Maria relayed how she was awakened in the middle of night by calls from family and friends that told her that the war had begun and she needed to leave Kyiv. But, like any of us, Maria thought the possibility of bombs falling on her home was inconceivable. Maria did not pack her possessions, hoping that she would soon return. After getting her mother, Maria left Ukraine taking to the roads and headed west to safety. After several days, Maria and her mother arrived in Vienna, and found refuge with IADC friends, who provided her and her mother an apartment in the heart of Vienna, where they both remain today. Maria works from Vienna these days, but recently returned to Kyiv for a brief visit. The devastation that Maria witnessed when first returning to Kyiv was heartbreaking, with so many buildings reduced to rubble or having suffered such substantial damage, they were no longer inhabitable. When discussing the loss and destruction, Maria was emotional. She does not seek sympathy, rather Maria asks only for continued support for Ukraine. When I asked Maria how she was doing, she responded, “I am strong! Ukraine is strong!”
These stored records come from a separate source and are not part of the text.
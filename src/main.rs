//! Cover Scout - find importable cover art on music store pages.
//!
//! Given a release page on a supported site (Qobuz, BOOTH, Deezer, ...), the
//! matching provider lists candidate images with their artwork types, ready
//! to be added to a MusicBrainz release.

pub mod cli;
pub mod config;
pub mod error;
pub mod providers;
#[cfg(test)]
pub mod test_utils;

use clap::Parser;
use tracing_subscriber::{EnvFilter, fmt, prelude::*};

fn main() -> anyhow::Result<()> {
    let args = cli::Cli::parse();

    let directive = if args.verbose {
        "cover_scout=debug"
    } else {
        "cover_scout=info"
    };

    // Initialize logging
    tracing_subscriber::registry()
        .with(fmt::layer().with_target(true).with_writer(std::io::stderr))
        .with(EnvFilter::from_default_env().add_directive(directive.parse()?))
        .init();

    cli::run_command(&args)
}
//! Internal domain models for cover art discovery.
//!
//! These types are OUR types - they don't change when a provider's site
//! changes. Every adapter converts whatever the site exposes into these.

use serde::{Serialize, Serializer};
use url::Url;

/// A cover art candidate found by a provider, ready for import.
#[derive(Debug, Clone, PartialEq, Eq, Serialize)]
pub struct CoverArt {
    /// Absolute URL of the image or document to fetch
    pub url: Url,
    /// Artwork types to set (may be empty)
    pub types: Vec<ArtworkType>,
    /// Comment to set
    pub comment: Option<String>,
}

impl CoverArt {
    /// Candidate with no types and no comment.
    pub fn new(url: Url) -> Self {
        Self {
            url,
            types: Vec::new(),
            comment: None,
        }
    }

    /// Candidate tagged as the front cover.
    pub fn front(url: Url) -> Self {
        Self::new(url).with_types(vec![ArtworkType::Front])
    }

    pub fn with_types(mut self, types: Vec<ArtworkType>) -> Self {
        self.types = types;
        self
    }

    pub fn with_comment(mut self, comment: impl Into<String>) -> Self {
        self.comment = Some(comment.into());
        self
    }
}

/// MusicBrainz artwork types.
///
/// Discriminants are the IDs used by the MusicBrainz cover art editor, so
/// they must never be renumbered. Serialized as that ID.
#[derive(Debug, Clone, Copy, PartialEq, Eq, Hash)]
#[repr(u8)]
pub enum ArtworkType {
    Front = 1,
    Back = 2,
    Booklet = 3,
    Medium = 4,
    Obi = 5,
    Spine = 6,
    Track = 7,
    Other = 8,
    Tray = 9,
    Sticker = 10,
    Poster = 11,
    Liner = 12,
    Watermark = 13,
    Raw = 14,
}

impl ArtworkType {
    pub const ALL: [ArtworkType; 14] = [
        Self::Front,
        Self::Back,
        Self::Booklet,
        Self::Medium,
        Self::Obi,
        Self::Spine,
        Self::Track,
        Self::Other,
        Self::Tray,
        Self::Sticker,
        Self::Poster,
        Self::Liner,
        Self::Watermark,
        Self::Raw,
    ];

    /// MusicBrainz artwork type ID
    pub fn id(self) -> u8 {
        self as u8
    }

    pub fn from_id(id: u8) -> Option<Self> {
        Self::ALL.into_iter().find(|t| t.id() == id)
    }

    /// Name as displayed by MusicBrainz and the Cover Art Archive
    pub fn name(self) -> &'static str {
        match self {
            Self::Front => "Front",
            Self::Back => "Back",
            Self::Booklet => "Booklet",
            Self::Medium => "Medium",
            Self::Obi => "Obi",
            Self::Spine => "Spine",
            Self::Track => "Track",
            Self::Other => "Other",
            Self::Tray => "Tray",
            Self::Sticker => "Sticker",
            Self::Poster => "Poster",
            Self::Liner => "Liner",
            Self::Watermark => "Watermark",
            Self::Raw => "Raw/Unedited",
        }
    }

    /// Parse a type name, case-insensitively. "Raw" is accepted as a short
    /// form of "Raw/Unedited".
    pub fn from_name(name: &str) -> Option<Self> {
        let name = name.trim();
        if name.eq_ignore_ascii_case("raw") {
            return Some(Self::Raw);
        }
        Self::ALL
            .into_iter()
            .find(|t| t.name().eq_ignore_ascii_case(name))
    }
}

impl Serialize for ArtworkType {
    fn serialize<S: Serializer>(&self, serializer: S) -> Result<S::Ok, S::Error> {
        serializer.serialize_u8(self.id())
    }
}

impl std::fmt::Display for ArtworkType {
    fn fmt(&self, f: &mut std::fmt::Formatter<'_>) -> std::fmt::Result {
        f.write_str(self.name())
    }
}

/// Errors that can occur while discovering images for one release
#[derive(Debug, Clone, thiserror::Error)]
pub enum ProviderError {
    #[error(
        "Refusing to extract images from {provider} provider because the original URL {original} \
         redirected to {redirected}, which may be a different release. If this redirected URL is \
         correct, please retry with {redirected} directly."
    )]
    UnsafeRedirect {
        provider: String,
        original: String,
        redirected: String,
    },

    #[error("{provider}: required element `{selector}` not found on {url}")]
    MissingElement {
        provider: String,
        selector: String,
        url: String,
    },

    #[error("Release not found: {0}")]
    NotFound(String),

    #[error("{provider}: {message}")]
    InvalidCredentials { provider: String, message: String },

    #[error("Rate limited - try again later")]
    RateLimited,

    #[error("HTTP {status} for {url}")]
    Http { status: u16, url: String },

    #[error("Network error: {0}")]
    Network(String),

    #[error("Failed to parse response: {0}")]
    Parse(String),

    #[error("Invalid URL: {0}")]
    InvalidUrl(String),
}

impl ProviderError {
    pub fn missing_element(
        provider: impl Into<String>,
        selector: impl Into<String>,
        url: &Url,
    ) -> Self {
        Self::MissingElement {
            provider: provider.into(),
            selector: selector.into(),
            url: url.to_string(),
        }
    }

    /// Whether this is a credential/configuration problem rather than a
    /// problem with the release itself.
    pub fn is_credential_error(&self) -> bool {
        matches!(self, Self::InvalidCredentials { .. })
    }
}

/// Parse an absolute URL found in a provider response.
pub(crate) fn parse_url(raw: &str) -> Result<Url, ProviderError> {
    Url::parse(raw).map_err(|e| ProviderError::InvalidUrl(format!("{raw}: {e}")))
}
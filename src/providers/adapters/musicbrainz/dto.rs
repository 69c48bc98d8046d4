//! Cover Art Archive listing DTOs
//!
//! Only what the adapter reads: each image's URL, its type names and its
//! comment. See https://wiki.musicbrainz.org/Cover_Art_Archive/API

use serde::Deserialize;

/// `GET /release/<mbid>/`
#[derive(Debug, Clone, Deserialize)]
pub struct ReleaseListing {
    #[serde(default)]
    pub images: Vec<ListedImage>,
}

#[derive(Debug, Clone, Deserialize)]
pub struct ListedImage {
    /// Full-size image URL
    pub image: String,
    /// Type names as shown on MusicBrainz, e.g. "Front" or "Raw/Unedited"
    #[serde(default)]
    pub types: Vec<String>,
    /// Free-text comment; often `""`, sometimes `null`
    #[serde(default)]
    pub comment: Option<String>,
}
//! Qobuz API Data Transfer Objects
//!
//! These structs match the undocumented `album/get` endpoint of the Qobuz
//! web player API. Only the fields we use are modelled; serde ignores the
//! rest.

use serde::Deserialize;

/// Response from `album/get`
#[derive(Debug, Clone, Deserialize)]
pub struct AlbumMetadata {
    /// Album ID, same as the one in the URL
    pub id: String,
    pub image: AlbumImages,
    /// Supplementary downloads (booklets, videos, ...)
    #[serde(default)]
    pub goodies: Vec<Goodie>,
}

/// Cover image URLs in several sizes
#[derive(Debug, Clone, Deserialize)]
pub struct AlbumImages {
    /// 600px image, e.g. `.../0825646089178_600.jpg`
    pub large: String,
    pub small: Option<String>,
    pub thumbnail: Option<String>,
    pub back: Option<String>,
}

/// A supplementary asset attached to a release
#[derive(Debug, Clone, Deserialize)]
pub struct Goodie {
    pub id: u64,
    pub file_format_id: u64,
    pub name: String,
    pub description: Option<String>,
    /// Null for goodies that can't be downloaded directly (e.g. videos)
    pub url: Option<String>,
    pub original_url: Option<String>,
}

/// Error body returned with non-2xx statuses
#[derive(Debug, Clone, Deserialize)]
pub struct ApiError {
    pub status: Option<String>,
    pub code: Option<u16>,
    pub message: String,
}

#[cfg(test)]
mod contract_tests {
    use super::*;

    #[test]
    fn test_parse_album_with_goodies() {
        let json = r#"{
            "id": "0825646089178",
            "title": "The Endless River",
            "image": {
                "small": "https://static.qobuz.com/images/covers/78/91/0825646089178_230.jpg",
                "thumbnail": "https://static.qobuz.com/images/covers/78/91/0825646089178_50.jpg",
                "large": "https://static.qobuz.com/images/covers/78/91/0825646089178_600.jpg",
                "back": null
            },
            "goodies": [{
                "id": 111513,
                "file_format_id": 21,
                "name": "Livret Numérique",
                "description": "Pink Floyd - The Endless River",
                "url": "https://static.qobuz.com/goodies/07/000078807.pdf",
                "original_url": "https://static.qobuz.com/goodies/07/000078807.pdf"
            }]
        }"#;

        let album: AlbumMetadata = serde_json::from_str(json).expect("Should parse album");
        assert_eq!(album.id, "0825646089178");
        assert!(album.image.large.ends_with("_600.jpg"));
        assert_eq!(album.goodies.len(), 1);
        assert_eq!(album.goodies[0].name, "Livret Numérique");
    }

    #[test]
    fn test_parse_album_without_goodies() {
        let json = r#"{
            "id": "0060075330437",
            "image": {"large": "https://static.qobuz.com/images/covers/37/04/0060075330437_600.jpg"}
        }"#;

        let album: AlbumMetadata = serde_json::from_str(json).expect("Should parse album");
        assert!(album.goodies.is_empty());
    }

    #[test]
    fn test_parse_goodie_without_url() {
        let json = r#"{
            "id": 111512,
            "file_format_id": 52,
            "name": "Clip vidéo",
            "description": "Evrika (B)",
            "url": null,
            "original_url": null
        }"#;

        let goodie: Goodie = serde_json::from_str(json).expect("Should parse goodie");
        assert!(goodie.original_url.is_none());
    }

    #[test]
    fn test_parse_api_error() {
        let json = r#"{"status":"error","code":400,"message":"Invalid or missing app_id parameter (should be a non-empty string)"}"#;
        let error: ApiError = serde_json::from_str(json).expect("Should parse error");
        assert_eq!(error.code, Some(400));
        assert!(error.message.contains("app_id"));
    }
}
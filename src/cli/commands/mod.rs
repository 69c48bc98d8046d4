//! CLI command definitions and dispatch.
//!
//! Each subcommand is implemented in its own submodule:
//! - `find`: Discover cover art for one or more release URLs
//! - `providers`: List providers and check which one handles a URL
//! - `config`: Show or initialise the config file

mod config;
mod find;
mod providers;

use clap::{Parser, Subcommand};
use std::path::PathBuf;
use tokio::runtime::Runtime;

use crate::providers::{HttpClient, ProviderRegistry};

pub use config::cmd_config;
pub use find::cmd_find;
pub use providers::{cmd_check, cmd_providers};

/// Cover Scout CLI
#[derive(Parser)]
#[command(author, version, about, long_about = None)]
pub struct Cli {
    #[command(subcommand)]
    pub command: Commands,

    /// Show debug logging
    #[arg(short, long, global = true)]
    pub verbose: bool,

    /// Config file to use instead of the default location
    #[arg(long, global = true)]
    pub config: Option<PathBuf>,

    /// Qobuz app ID (overrides the config file)
    #[arg(long, global = true, env = "QOBUZ_APP_ID")]
    pub qobuz_app_id: Option<String>,
}

/// Available subcommands
#[derive(Subcommand)]
pub enum Commands {
    /// Find cover art for release URLs
    Find {
        /// Release page URLs
        #[arg(required = true)]
        urls: Vec<String>,
        /// Print results as JSON
        #[arg(long)]
        json: bool,
    },
    /// List the supported providers
    Providers,
    /// Show which provider handles a URL, without fetching anything
    Check {
        /// Release page URL
        url: String,
    },
    /// Show the active configuration
    Config {
        /// Write the active configuration to the config file
        #[arg(long)]
        init: bool,
    },
}

/// Run the specified CLI command.
pub fn run_command(cli: &Cli) -> anyhow::Result<()> {
    let mut config = match &cli.config {
        Some(path) => crate::config::load_required(path)?,
        None => crate::config::load(),
    };
    if let Some(app_id) = &cli.qobuz_app_id {
        config.credentials.qobuz_app_id = Some(app_id.clone());
    }

    if let Commands::Config { init } = &cli.command {
        return cmd_config(&config, cli.config.as_deref(), *init);
    }

    let http = HttpClient::new(&config.http)?;
    let registry = ProviderRegistry::with_default_providers(&http, &config)?;
    tracing::debug!(providers = registry.len(), "registry ready");

    match &cli.command {
        Commands::Find { urls, json } => {
            let rt = Runtime::new()?;
            cmd_find(&rt, &registry, urls, *json)
        }
        Commands::Providers => {
            cmd_providers(&registry);
            Ok(())
        }
        Commands::Check { url } => cmd_check(&registry, url),
        Commands::Config { .. } => Ok(()),
    }
}
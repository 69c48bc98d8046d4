//! Hostname-based dispatch to cover art providers.
//!
//! The [`ProviderRegistry`] maps every domain a provider claims to that
//! provider. It is built once at startup and is read-only afterwards.
//!
//! Domain patterns are either exact hostnames (`qobuz.com`) or wildcards
//! (`*.booth.pm`) matching any subdomain. A leading `www.` is stripped from
//! looked-up hostnames before matching.
//!
//! # Examples
//!
//! ```rust,ignore
//! let registry = ProviderRegistry::with_default_providers(http, &config)?;
//! if let Some(provider) = registry.get_provider(&url) {
//!     let covers = provider.find_images(&url).await?;
//! }
//! ```

use std::collections::HashMap;
use std::sync::Arc;

use url::Url;

use super::traits::CoverArtProvider;

/// Errors raised while building a registry
#[derive(Debug, thiserror::Error)]
pub enum RegistryError {
    #[error("Domain {domain} is claimed by both {existing} and {new}")]
    DuplicateDomain {
        domain: String,
        existing: &'static str,
        new: &'static str,
    },
}

/// Immutable domain-to-provider lookup table.
pub struct ProviderRegistry {
    providers: Vec<Arc<dyn CoverArtProvider>>,
    by_domain: HashMap<String, Arc<dyn CoverArtProvider>>,
}

impl ProviderRegistry {
    /// Build a registry from providers, in registration order.
    ///
    /// Fails if two providers claim the same domain pattern.
    pub fn new(providers: Vec<Arc<dyn CoverArtProvider>>) -> Result<Self, RegistryError> {
        let mut by_domain: HashMap<String, Arc<dyn CoverArtProvider>> = HashMap::new();

        for provider in &providers {
            for domain in provider.supported_domains() {
                let key = domain.to_ascii_lowercase();
                if let Some(existing) = by_domain.get(&key) {
                    return Err(RegistryError::DuplicateDomain {
                        domain: key,
                        existing: existing.name(),
                        new: provider.name(),
                    });
                }
                by_domain.insert(key, Arc::clone(provider));
            }
        }

        tracing::debug!(
            providers = providers.len(),
            domains = by_domain.len(),
            "built provider registry"
        );

        Ok(Self {
            providers,
            by_domain,
        })
    }

    /// Look up a provider by hostname only, without checking the path.
    pub fn get_provider_by_domain(&self, url: &Url) -> Option<&dyn CoverArtProvider> {
        let host = url.host_str()?.to_ascii_lowercase();
        let domain = extract_domain(&host);

        if let Some(provider) = self.by_domain.get(domain) {
            return Some(provider.as_ref());
        }

        // Walk up parent domains looking for a wildcard claim.
        let mut rest = domain;
        while let Some((_, parent)) = rest.split_once('.') {
            if let Some(provider) = self.by_domain.get(&format!("*.{parent}")) {
                return Some(provider.as_ref());
            }
            rest = parent;
        }

        None
    }

    /// Find the provider that can extract images from `url`, if any.
    pub fn get_provider(&self, url: &Url) -> Option<&dyn CoverArtProvider> {
        let provider = self.get_provider_by_domain(url)?;
        if provider.supports_url(url) {
            Some(provider)
        } else {
            tracing::debug!(provider = provider.name(), %url, "URL shape not supported");
            None
        }
    }

    /// All registered providers, in registration order.
    pub fn providers(&self) -> impl Iterator<Item = &dyn CoverArtProvider> {
        self.providers.iter().map(|p| p.as_ref())
    }

    pub fn len(&self) -> usize {
        self.providers.len()
    }

    pub fn is_empty(&self) -> bool {
        self.providers.is_empty()
    }
}

/// Hostname with a leading `www.` removed.
pub fn extract_domain(host: &str) -> &str {
    host.strip_prefix("www.").unwrap_or(host)
}
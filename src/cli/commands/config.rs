//! Config file inspection.

use std::path::Path;

use crate::config::{self, Config};

/// Print the active configuration, optionally writing it to disk.
pub fn cmd_config(config: &Config, path: Option<&Path>, init: bool) -> anyhow::Result<()> {
    let target = match path {
        Some(p) => p.to_path_buf(),
        None => config::config_path()
            .ok_or_else(|| anyhow::anyhow!("Could not determine config directory"))?,
    };

    println!("# {}", target.display());
    println!("{}", toml::to_string_pretty(config)?);

    if init {
        match path {
            Some(p) => config::save_to(config, p)?,
            None => config::save(config)?,
        }
        println!("Wrote {}", target.display());
    }
    Ok(())
}
//! Site adapters, one per supported external website.

pub mod beatport;
pub mod booth;
pub mod deezer;
pub mod musicbrainz;
pub mod qobuz;
pub mod spotify;
pub mod traxsource;

use std::sync::Arc;

use super::http::HttpClient;
use super::traits::CoverArtProvider;
use crate::config::Config;

pub use beatport::BeatportProvider;
pub use booth::BoothProvider;
pub use deezer::DeezerProvider;
pub use musicbrainz::{CoverArtArchiveProvider, MusicBrainzProvider};
pub use qobuz::QobuzProvider;
pub use spotify::SpotifyProvider;
pub use traxsource::TraxsourceProvider;

/// Every built-in provider, sharing one HTTP client.
pub fn default_providers(http: &HttpClient, config: &Config) -> Vec<Arc<dyn CoverArtProvider>> {
    let qobuz = match config.credentials.qobuz_app_id.as_deref() {
        Some(app_id) => QobuzProvider::with_app_id(http.clone(), app_id),
        None => QobuzProvider::new(http.clone()),
    };

    vec![
        Arc::new(BeatportProvider::new(http.clone())),
        Arc::new(BoothProvider::new(http.clone())),
        Arc::new(CoverArtArchiveProvider::new(http.clone())),
        Arc::new(DeezerProvider::new(http.clone())),
        Arc::new(MusicBrainzProvider::new(http.clone())),
        Arc::new(qobuz),
        Arc::new(SpotifyProvider::new(http.clone())),
        Arc::new(TraxsourceProvider::new(http.clone())),
    ]
}
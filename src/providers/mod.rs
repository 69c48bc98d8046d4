//! Cover art providers - find importable artwork on external music sites.
//!
//! # Architecture
//!
//! This module follows a clean separation between:
//! - **Domain models** (`domain.rs`) - `CoverArt`, `ArtworkType`, errors
//! - **Contract** (`traits.rs`) - the `CoverArtProvider` trait, including the
//!   shared redirect-safe page fetch
//! - **HTTP** (`http.rs`) - the `Fetcher` seam between providers and reqwest
//! - **Shared discovery** (`head_meta.rs`) - `og:image` extraction for
//!   providers that need nothing more
//! - **Adapters** (`adapters/`) - one provider per site, with DTOs where the
//!   site has an API
//! - **Registry** (`registry.rs`) - hostname to provider dispatch
//!
//! # Usage
//!
//! ```ignore
//! let http = HttpClient::new(&config.http)?;
//! let registry = ProviderRegistry::with_default_providers(&http, &config)?;
//!
//! let discovery = discover(&registry, "https://open.qobuz.com/album/0825646089178").await?;
//! for cover in discovery.images {
//!     println!("{} {:?}", cover.url, cover.types);
//! }
//! ```

pub mod adapters;
pub mod domain;
pub mod head_meta;
pub mod http;
pub mod registry;
pub mod traits;

use serde::Serialize;
use url::Url;

pub use domain::{ArtworkType, CoverArt, ProviderError};
pub use http::HttpClient;
pub use registry::{ProviderRegistry, RegistryError};
pub use traits::CoverArtProvider;

use crate::config::Config;
use crate::error::{Error, Result, ResultExt};

impl ProviderRegistry {
    /// Registry with every built-in provider.
    pub fn with_default_providers(
        http: &HttpClient,
        config: &Config,
    ) -> std::result::Result<Self, RegistryError> {
        Self::new(adapters::default_providers(http, config))
    }
}

/// Outcome of one discovery call
#[derive(Debug, Clone, Serialize)]
pub struct Discovery {
    /// Name of the provider that handled the URL
    pub provider: &'static str,
    pub url: Url,
    pub images: Vec<CoverArt>,
}

/// Parse `raw_url`, pick its provider and find its images.
pub async fn discover(registry: &ProviderRegistry, raw_url: &str) -> Result<Discovery> {
    let url = Url::parse(raw_url.trim()).map_err(|e| Error::invalid_url(raw_url, e))?;

    let provider = registry
        .get_provider(&url)
        .ok_or_else(|| Error::UnsupportedUrl(url.to_string()))?;

    tracing::info!(provider = provider.name(), %url, "finding images");

    let images = provider
        .find_images(&url)
        .await
        .map_err(Error::from)
        .with_context(format!("{} provider failed for {}", provider.name(), url))?;

    tracing::info!(provider = provider.name(), count = images.len(), "found images");

    Ok(Discovery {
        provider: provider.name(),
        url,
        images,
    })
}

#[cfg(test)]
mod tests {
    use super::*;
    use crate::test_utils::{MockFetcher, mock_http, og_image_page, url};

    fn default_registry(fetcher: MockFetcher) -> ProviderRegistry {
        ProviderRegistry::with_default_providers(&mock_http(fetcher), &Config::default()).unwrap()
    }

    #[test]
    fn default_providers_have_unique_domains() {
        let registry = default_registry(MockFetcher::new());
        assert_eq!(registry.len(), 8);
    }

    #[test]
    fn default_registry_dispatch() {
        let registry = default_registry(MockFetcher::new());

        let cases = [
            ("https://open.qobuz.com/album/0074643811224", "Qobuz"),
            ("https://www.qobuz.com/gb-en/album/x/0060075354770", "Qobuz"),
            ("https://iosys.booth.pm/items/4182601", "BOOTH"),
            ("https://booth.pm/ja/items/1973472", "BOOTH"),
            ("https://www.deezer.com/en/album/302127", "Deezer"),
            ("https://open.spotify.com/album/3KShZFMj5Yba4vWxYDZ8sc", "Spotify"),
            (
                "https://musicbrainz.org/release/3b9d6a3c-2f58-4a4f-9a56-5e2c4f7f1a10",
                "MusicBrainz",
            ),
        ];
        for (raw, expected) in cases {
            let provider = registry.get_provider(&url(raw));
            assert_eq!(provider.map(|p| p.name()), Some(expected), "{raw}");
        }
    }

    #[test]
    fn default_registry_rejects_unknown_and_unsupported() {
        let registry = default_registry(MockFetcher::new());
        assert!(registry.get_provider(&url("https://example.com/album/1")).is_none());
        assert!(registry.get_provider(&url("https://booth.pm/en/browse/Vocaloid")).is_none());
        assert!(registry
            .get_provider_by_domain(&url("https://booth.pm/en/browse/Vocaloid"))
            .is_some());
    }

    #[tokio::test]
    async fn discover_returns_images() {
        let registry = default_registry(MockFetcher::new().with_page(
            "https://open.spotify.com/album/3KShZFMj5Yba4vWxYDZ8sc",
            200,
            &og_image_page("https://i.scdn.co/image/abc"),
        ));

        let discovery = discover(&registry, "https://open.spotify.com/album/3KShZFMj5Yba4vWxYDZ8sc")
            .await
            .unwrap();

        assert_eq!(discovery.provider, "Spotify");
        assert_eq!(discovery.images.len(), 1);
        assert_eq!(discovery.images[0].types, vec![ArtworkType::Front]);
    }

    #[tokio::test]
    async fn discover_invalid_url() {
        let registry = default_registry(MockFetcher::new());
        let err = discover(&registry, "not a url").await.unwrap_err();
        assert!(matches!(err, Error::InvalidUrl { .. }));
    }

    #[tokio::test]
    async fn discover_unsupported_url() {
        let registry = default_registry(MockFetcher::new());
        let err = discover(&registry, "https://open.qobuz.com/artist/50195")
            .await
            .unwrap_err();
        assert!(matches!(err, Error::UnsupportedUrl(_)));
    }

    #[tokio::test]
    async fn discover_failure_names_provider_and_url() {
        let registry = default_registry(MockFetcher::new());
        let err = discover(&registry, "https://booth.pm/ja/items/404")
            .await
            .unwrap_err();

        let msg = err.to_string();
        assert!(msg.contains("BOOTH"));
        assert!(msg.contains("https://booth.pm/ja/items/404"));
    }
}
While my brief retelling of Maria’s experience fails to capture the magnitude and the true emotion of her story, my hope is that it brings home why the rule of law must be observed, promoted, and protected. Franciscus Cornelis Gerardus Maria Timmermans, a Dutch diplomat and First Vice President of the European Commission, maintains that “Respect for the rule of law is not optional; it's fundamental.” The rule of law promises that all persons and institutions, regardless of their economic or perceived community standing, shall be bound equally, impartially, and objectively by the law. The rule of law finds its origins at the beginning of societal organization and political systems among the ancient Greeks. I offer that the rule of law is among “the sacred rights of [human]kind” that Alexander Hamilton proclaimed “are written, as with a sunbeam, in the whole volume of human nature, by the hand of the divinity itself; and can never be erased or obscured by mortal power.”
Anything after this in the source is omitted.